The relative contributions of dopamine (DA) and prolactin-releasing factor (PRF) in generating the prevolutionary prolactin (PRL) surge were investigated. Immature female rats were injected with pregnant mare''s serum gonadotropin (PMSG) on day 28. Jugular blood was collected hourly on days 30 and 31. PRL levels were low in the morning of day 30, rose 10-12 times to peak levels from 14.00 to 16.00 h, reached a prolonged plateau form 18.00 to 24.00 h, and reduced to basal levels in the morning of day 31. All PMSG-treated rats ovulated an average of 13014 ova. PRL levels in age-matched control rats were low throughout this time, and no oviductal ova were present. DA turnover rates in the stalk-median eminence (SME) and posterior pituitary (PP) were determined from the decline in tissue DA after injecting .alpha.-methyl=p-tyrosine (.alpha.-MPT), a competitive inhibitor of tyrosine hydroxylase. DA turnover rates increased or were unaltered in the SME and PP, respectively, during the peak PRL phase as compared to presurge rates. In contrast, DA turnover rates were significantly reduced in both tissues during the plateau phase. The turnover rate in the SME, but not the PP, was increased in the morning of day 31. DA turnover rates in control rates never changed. Injection of .alpha.-MPT to PMSG-treated rats increased PRL levels at all times examined except during the plateau phase. Blood PRL levels were also determined in PMSG-treated rats following posterior pituitary lobectomy or sham lobectomy. The PRL surge was similar in both groups and all rats ovulated.
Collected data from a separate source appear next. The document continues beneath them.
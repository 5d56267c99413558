pub mod collaborator;
pub mod customization;
pub mod dictation;
pub mod instructions;
pub mod platform;
pub mod playback;
pub mod profile;
pub mod prompt;
pub mod session;

pub use customization::{CustomizationSettings, DisplayCustomizationStore, FontFamily, SettingChange};
pub use dictation::{DictationController, DictationState};
pub use playback::{PlaybackController, PlaybackState};
pub use profile::{Profile, ProfileSelectionEngine, SelectionState};
pub use prompt::PromptText;
pub use session::{AssistSession, SessionError};

/// Events delivered by the platform speech resources to the front end's loop.
///
/// Each variant is routed to the controller that owns the resource.
#[derive(Debug, Clone)]
pub enum PlatformEvent {
    Recognition(platform::RecognitionEvent),
    Synthesis(platform::SynthesisEvent),
}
These data suggest that the peak PRL surge occurs in spite of high DA activity and the presence of DA input to the anterior pituitary, and is therfore sustained by a non-dopaminergic mechanism. The prolongation of the PRL surge likely results from the decreased activity of DA neurons in both the SME and PP and its termination is caused by increased DA activity in the SME only. There is no evidence for a PRF input from the PP during the preovulatory PRL surge in PMSG-treated rats, but a hypothalamic PRF might be involved.